Cons: Limited to 7 instances per AZ per placement group
Use Case: App that needs to maximize high availability and critical apps where each instance must be isolated from failure from each other
Pros and Cons of Partition Placement Group - Each partition is a rack and each partition can have multiples in each AZ and spread across multiple AZ.
Pros: Up to 7 partitions per AZ and can spread across multiple AZs (within the same region) for up to 100s of instances. Don’t share the same hardware so a failure isn’t catastrophic
Use Cases: Big Data apps
What is an ENI?
Elastic Network Interface - acts as virtual network card and is a component of the VPC
They are bound to a specific AZ
What is EC2 Nitro?
New underlying platform for EC2 instances.

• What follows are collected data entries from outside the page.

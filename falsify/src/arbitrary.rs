//! The `Arbitrary` abstraction and the built-in value domains.

use std::hash::Hash;
use std::marker::PhantomData;
use std::sync::Arc;

use num_traits::PrimInt;
use rand::distributions::uniform::SampleUniform;
use rand::seq::SliceRandom;

use crate::combinators::{
    BoxedArbitrary, Filter, FlatMap, ListArbitrary, Map, NoShrink, Optional, SetArbitrary,
    WithSamples, Zip,
};
use crate::container::DEFAULT_MAX_SIZE;
use crate::edge_cases::EdgeCases;
use crate::exhaustive::{self, ExhaustiveGenerator};
use crate::generator::Generator;
use crate::primitives::{ChoiceShrinkable, IntegralShrinkable, default_target, integral_generator};
use crate::shrinkable::{Generated, Shrinkable};

/// Description of a value domain
///
/// An arbitrary hands out random generators sized by a budget, an optional
/// exhaustive enumeration when the domain is small enough, and a set of edge
/// cases that callers try independently of randomness.
pub trait Arbitrary: Send + Sync {
    /// The type of values this arbitrary generates
    type Value: Generated;

    /// Random generator for a size budget
    fn generator(&self, gen_size: usize) -> Generator<Self::Value>;

    /// Enumeration of the whole domain, if it has at most `max_count` values
    fn exhaustive(&self, _max_count: u64) -> Option<ExhaustiveGenerator<Self::Value>> {
        None
    }

    /// Boundary values of the domain
    fn edge_cases(&self) -> EdgeCases<Self::Value> {
        EdgeCases::none()
    }

    /// Random generator that occasionally injects this arbitrary's edge cases
    ///
    /// Wrappers forward to their inner arbitrary so that samples added with
    /// [`with_samples`](Self::with_samples) still come first and in order.
    fn generator_with_edge_cases(&self, gen_size: usize) -> Generator<Self::Value> {
        self.generator(gen_size)
            .with_edge_cases(gen_size, self.edge_cases())
    }

    fn map<U, F>(self, mapper: F) -> Map<Self, F>
    where
        Self: Sized,
        U: Generated,
        F: Fn(Self::Value) -> U + Send + Sync + 'static,
    {
        Map::new(self, mapper)
    }

    fn filter<P>(self, predicate: P) -> Filter<Self, P>
    where
        Self: Sized,
        P: Fn(&Self::Value) -> bool + Send + Sync + 'static,
    {
        Filter::new(self, predicate)
    }

    /// Draw values from an arbitrary chosen by this arbitrary's value
    fn flat_map<B, F>(self, mapper: F) -> FlatMap<Self, F>
    where
        Self: Sized,
        B: Arbitrary,
        F: Fn(&Self::Value) -> B + Send + Sync + 'static,
    {
        FlatMap::new(self, mapper)
    }

    fn zip<B: Arbitrary>(self, other: B) -> Zip<Self, B>
    where
        Self: Sized,
    {
        Zip::new(self, other)
    }

    fn list(self) -> ListArbitrary<Self>
    where
        Self: Sized,
    {
        ListArbitrary::new(self)
    }

    fn set(self) -> SetArbitrary<Self>
    where
        Self: Sized,
        Self::Value: Eq + Hash,
    {
        SetArbitrary::new(self)
    }

    /// Return `samples` on the first draws of every generator
    fn with_samples(self, samples: Vec<Self::Value>) -> WithSamples<Self>
    where
        Self: Sized,
    {
        WithSamples::new(self, samples)
    }

    /// Wrap values in `Some`, and produce `None` on a small share of draws
    fn optional(self) -> Optional<Self>
    where
        Self: Sized,
    {
        Optional::new(self)
    }

    fn no_shrink(self) -> NoShrink<Self>
    where
        Self: Sized,
    {
        NoShrink::new(self)
    }

    fn boxed(self) -> BoxedArbitrary<Self::Value>
    where
        Self: Sized + 'static,
    {
        BoxedArbitrary::new(self)
    }
}
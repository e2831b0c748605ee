//! Invariants checked after every action of a chain

use std::fmt;
use std::panic::{self, AssertUnwindSafe};
use std::sync::Arc;

use crate::actions::into_message;

type CheckFn<M> = Arc<dyn Fn(&M) -> Result<(), String> + Send + Sync>;

/// A labelled property of the model
///
/// A check that panics is treated as a violation carrying the panic message.
pub struct Invariant<M> {
    label: String,
    check: CheckFn<M>,
}

impl<M> Clone for Invariant<M> {
    fn clone(&self) -> Self {
        Self {
            label: self.label.clone(),
            check: Arc::clone(&self.check),
        }
    }
}

impl<M> Invariant<M> {
    /// Invariant whose check explains violations
    pub fn new<F>(label: impl Into<String>, check: F) -> Self
    where
        F: Fn(&M) -> Result<(), String> + Send + Sync + 'static,
    {
        Self {
            label: label.into(),
            check: Arc::new(check),
        }
    }

    /// Invariant from a boolean predicate
    pub fn holds<P>(label: impl Into<String>, predicate: P) -> Self
    where
        P: Fn(&M) -> bool + Send + Sync + 'static,
    {
        Self::new(label, move |model| {
            if predicate(model) {
                Ok(())
            } else {
                Err("predicate returned false".to_string())
            }
        })
    }

    pub fn label(&self) -> &str {
        &self.label
    }

    pub fn check(&self, model: &M) -> Result<(), String> {
        panic::catch_unwind(AssertUnwindSafe(|| (self.check)(model)))
            .unwrap_or_else(|payload| Err(into_message(payload)))
    }
}

impl<M> fmt::Debug for Invariant<M> {
    fn fmt(&self, f: &mut fmt::Formatter<'_>) -> fmt::Result {
        f.debug_struct("Invariant")
            .field("label", &self.label)
            .finish()
    }
}

/// Check invariants in order, stopping at the first violation
pub fn check_all<M>(invariants: &[Invariant<M>], model: &M) -> Result<(), InvariantViolation> {
    for invariant in invariants {
        if let Err(cause) = invariant.check(model) {
            return Err(InvariantViolation {
                label: invariant.label.clone(),
                cause,
            });
        }
    }
    Ok(())
}

/// Represents a violation of an invariant
#[derive(Debug, Clone, PartialEq, Eq)]
pub struct InvariantViolation {
    pub label: String,
    pub cause: String,
}

impl fmt::Display for InvariantViolation {
    fn fmt(&self, f: &mut fmt::Formatter<'_>) -> fmt::Result {
        write!(f, "Invariant '{}' violated: {}", self.label, self.cause)
    }
}

impl std::error::Error for InvariantViolation {}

Will have higher speed EBS, better security, better networking
Why would you want to change the default vCPU options?
Sometimes licensing is charged based on number of cores. So the default of 2 threads per core and 8 cores (which would be 16 vCPU) could cost a lot. So if you want to keep the same amount of RAM, but don’t need all those vCPU, you can disable multithreading (allow just 1 thread per core) and lower the amount of overall cores to lower the cost of the licensing charges
EBS MultiAttach
Usually an EBS volume can only be attached to ONE ec2 instance at a time. However, with io1/io2 family EBS Volumes, you can attach these to multiple instances within the same AZ.
Which can be mounted in multi AZ?
EFS or EBS
EFS
Can Windows instances have an EFS mounted?
No. Only for Linux
EFS Performance Modes
General Purpose - latency sensitive use cases (web servers)
Max I/O - higher latency, throughput, highly parallel (big data, media processing)
EFS Throughput Modes
Bursting - 1TB = 50MiB/s + burst of up to 100MiB/s
Provisioned - set your throughput regardless of storage size (ex: 1GiB/s for 1TB storage)
What layer is TCP? HTTP? HTTPS? Network?
Network = Layer 3
TCP = Layer 4
HTTP and HTTPS = Layer 7
What protocol and on which port does the Gateway Load Balancer use?
GENEVE protocol on port 6081
Sticky Sessions
This mean that a client accessing an EC2 instance through a load balancer will be directed to the same EC2 instance every time. This is done via a “cookie”. The cookie will expire eventually, and the client will be directed to whichever instance the load balancer sees fit if it is a duration based cookie. You can also create your own without an expiry date
Which load balancer always has Cross Zone Load balancing?
Application Load Balancer. There are no charges for inter-AZ data transfer
It can be enabled for NLB and CLB. Only NLB will charge you for inter-AZ data transfer.
What is SNI (Server Name Indication)?
SNI solves the problem of loading multiple SSL certificates onto one web server (to serve multiple websites)
It’s a newer protocol and requires the client to indicate the hostname of the target server in the initial SSL handshake
Only works for ALB & NLB or CloudFront (not CLB)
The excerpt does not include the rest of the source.